But the government is warned that it may have to move the end date to 2021.
The program is at the heart of the Liberals’ promise to help Canadians return to work, albeit at a slower rate, as the pandemic subsides.
Speaking outside his residence in Ottawa, Prime Minister Justin Trudeau announced the extension to provide “more certainty and support for businesses as we restart the economy.”
Trudeau did not explain how the government would reshape the program’s eligibility rules, which critics say prevent some employers from getting the help they need.
He promised more details in the coming days.
While some companies are back open with the relaxation of restrictions, other parts of the economy are still reeling from the effects of COVID-19.
Some sectors will only start in the fall or even winter and will need help until next year, said Ross Laver, senior vice-president of strategy at the Business Council of Canada. He cited airlines as an example where rehiring can be slow.
“I don’t think anyone expects these industries that have been hit really hard, that everything will be fine by December 31,” he said.
“We have to keep in mind that some of them are going to need help for a long time.”
The wage subsidy was scheduled to expire the first week of June, but the Liberals announced an extension until the end of August in mid-May.
The government has not yet shared the eligibility criteria for July.
Dan Kelly, President of the Canadian Federation of Independent Business, said the extension would be welcomed by many small businesses who have seen costs come back faster than revenues.
He also stressed the need for eligibility rules to understand how to qualify.
“Not a single employer in Canada knows if they are eligible for the July wage subsidy and we are in mid-July.
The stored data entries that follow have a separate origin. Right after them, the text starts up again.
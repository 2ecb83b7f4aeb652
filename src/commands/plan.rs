//! Flash plan display

use ncdflash_core::layout::FlashSize;
use ncdflash_core::{asset_source, AcquisitionOptions, FirmwareProfile, FlashPlan};

/// Print a flash plan in human-readable form
pub fn print_plan(profile: &FirmwareProfile, plan: &FlashPlan, options: &AcquisitionOptions) {
    println!("Flash Plan");
    println!("==========");
    println!("Firmware: [{}] {}", profile.id, profile.name);
    println!("Channel:  {}", profile.channel);

    for (i, invocation) in plan.invocations.iter().enumerate() {
        let p = &invocation.params;
        println!(
            "\nInvocation {}/{}: baud {}, {} @ {}, flash size {}{}",
            i + 1,
            plan.invocations.len(),
            p.baud,
            p.flash_mode.as_arg(),
            p.flash_freq.as_arg(),
            match p.flash_size {
                FlashSize::Detect => "detect",
                FlashSize::Mb4 => "4 MiB",
            },
            if p.compress { ", compressed" } else { "" }
        );
        println!("{:<12} {:<16}", "Address", "File");
        println!("{:-<40}", "");
        for step in &invocation.steps {
            println!("{:#010X}   {:<16}", step.address, step.asset.file_name());
        }
    }

    println!("\nAssets:");
    for kind in plan.required_assets() {
        println!(
            "  {:<16} {}",
            kind.file_name(),
            asset_source(profile, plan, options, kind)
        );
    }
}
So they have to do a lot better, ”said Kelly.
“It sounds great to have an ad to expand the grant, but companies to use it really need to understand if they would be eligible and what the rules are.”
The program covers 75 percent of salaries, up to a weekly maximum of $ 847, for eligible businesses and non-profit organizations. Businesses must post a 30% drop in revenue, a cliff that can discourage businesses from growing, lest they suddenly find themselves cut off from federal aid.
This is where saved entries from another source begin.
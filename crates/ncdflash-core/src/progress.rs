//! Progress reporting
//!
//! A supervising process parses stdout for `[PROGRESS] <stage>` lines and a
//! final `Status: Success` / `Status: Failure`. That text is a contract, so
//! it is produced in exactly one place: [`StdoutProgress`].

use std::io::{self, Write};

use crate::catalog::AssetKind;

/// Prefix of every stage line
pub const PROGRESS_PREFIX: &str = "[PROGRESS]";

/// Final status line for a run
pub fn status_line(success: bool) -> &'static str {
    if success {
        "Status: Success"
    } else {
        "Status: Failure"
    }
}

/// Receiver for run progress.
///
/// `stage` is mandatory; the byte-level download callbacks default to
/// no-ops for sinks that only care about stage boundaries.
pub trait Progress {
    /// A coarse stage boundary was reached
    fn stage(&mut self, stage: &str);

    /// A download started; `total` is the content length when known
    fn download_started(&mut self, _kind: AssetKind, _total: Option<u64>) {}

    /// `bytes` have been received so far
    fn download_progress(&mut self, _bytes: u64) {}

    /// The current download finished
    fn download_finished(&mut self) {}
}

/// Writes stage lines to stdout and flushes after each one
#[derive(Debug, Default)]
pub struct StdoutProgress;

impl Progress for StdoutProgress {
    fn stage(&mut self, stage: &str) {
        let stdout = io::stdout();
        let mut out = stdout.lock();
        // A closed stdout must not abort a flash in progress
        let _ = writeln!(out, "{} {}", PROGRESS_PREFIX, stage);
        let _ = out.flush();
    }
}

/// Capitalize the first letter of an asset label ("firmware" -> "Firmware")
pub(crate) fn capitalized(kind: AssetKind) -> String {
    let label = kind.label();
    let mut chars = label.chars();
    match chars.next() {
        Some(first) => first.to_uppercase().chain(chars).collect(),
        None => String::new(),
    }
}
“You don’t want people to think that you cross the threshold and then automatically lose,” said Hassan Yussuff, President of the Canadian Labor Congress.
Yussuff also said the extension would bring some stability to the reopening phases and likely reinforce the job gains seen in May and June.
Finance Minister Bill Morneau last week alluded to changes to income cutoffs when he talked about reducing the “disincentives to grow” in the program.
Kelly said the government could consider a graduated approach with lower subsidies at lower income loss levels, or drop the requirement altogether, which would give employers the confidence to rehire more quickly, said Kelly.
Liberals originally viewed wage subsidy as key tool to help cushion COVID-19’s economic blow by helping workers stay connected to employers so businesses can get back to normal quickly after lockouts lifted.
Spending on the program was less than expected, with $ 18 billion paid to 252,370 businesses as of July 6.
Instead, the program budget has been cut as more workers have access to the Canadian Emergency Allowance (CERB) for those who have lost their jobs or almost lost their hours.
The benefit of $ 500 per week had, as of July 5, paid nearly $ 54.8 billion to 8.25 million people.
The budget for this program is now $ 80 billion, but it is scheduled to end in the fall. Yussuff said the government will release details soon on how unemployed workers will transition to the EI system, which has been largely supplanted by CERB.
The government’s budgetary and economic “snapshot” last week pushed the cost of the wage subsidy program down to $ 82.3 billion from $ 45 billion, signaling imminent changes.
Perrin Beatty, President of the Canadian Chamber of Commerce, said the changes to the wage subsidy “must encourage Canadians to leave the CERB” and “create a positive incentive to return to work”.
The July 8 tax update noted that small employers account for the largest share of approved wage subsidy applications, with the largest number of employees covered in manufacturing, accommodation and food services.
The “snapshot” also stated that men may be “slightly more likely” to be covered than women, although there are no reliable figures to rely on.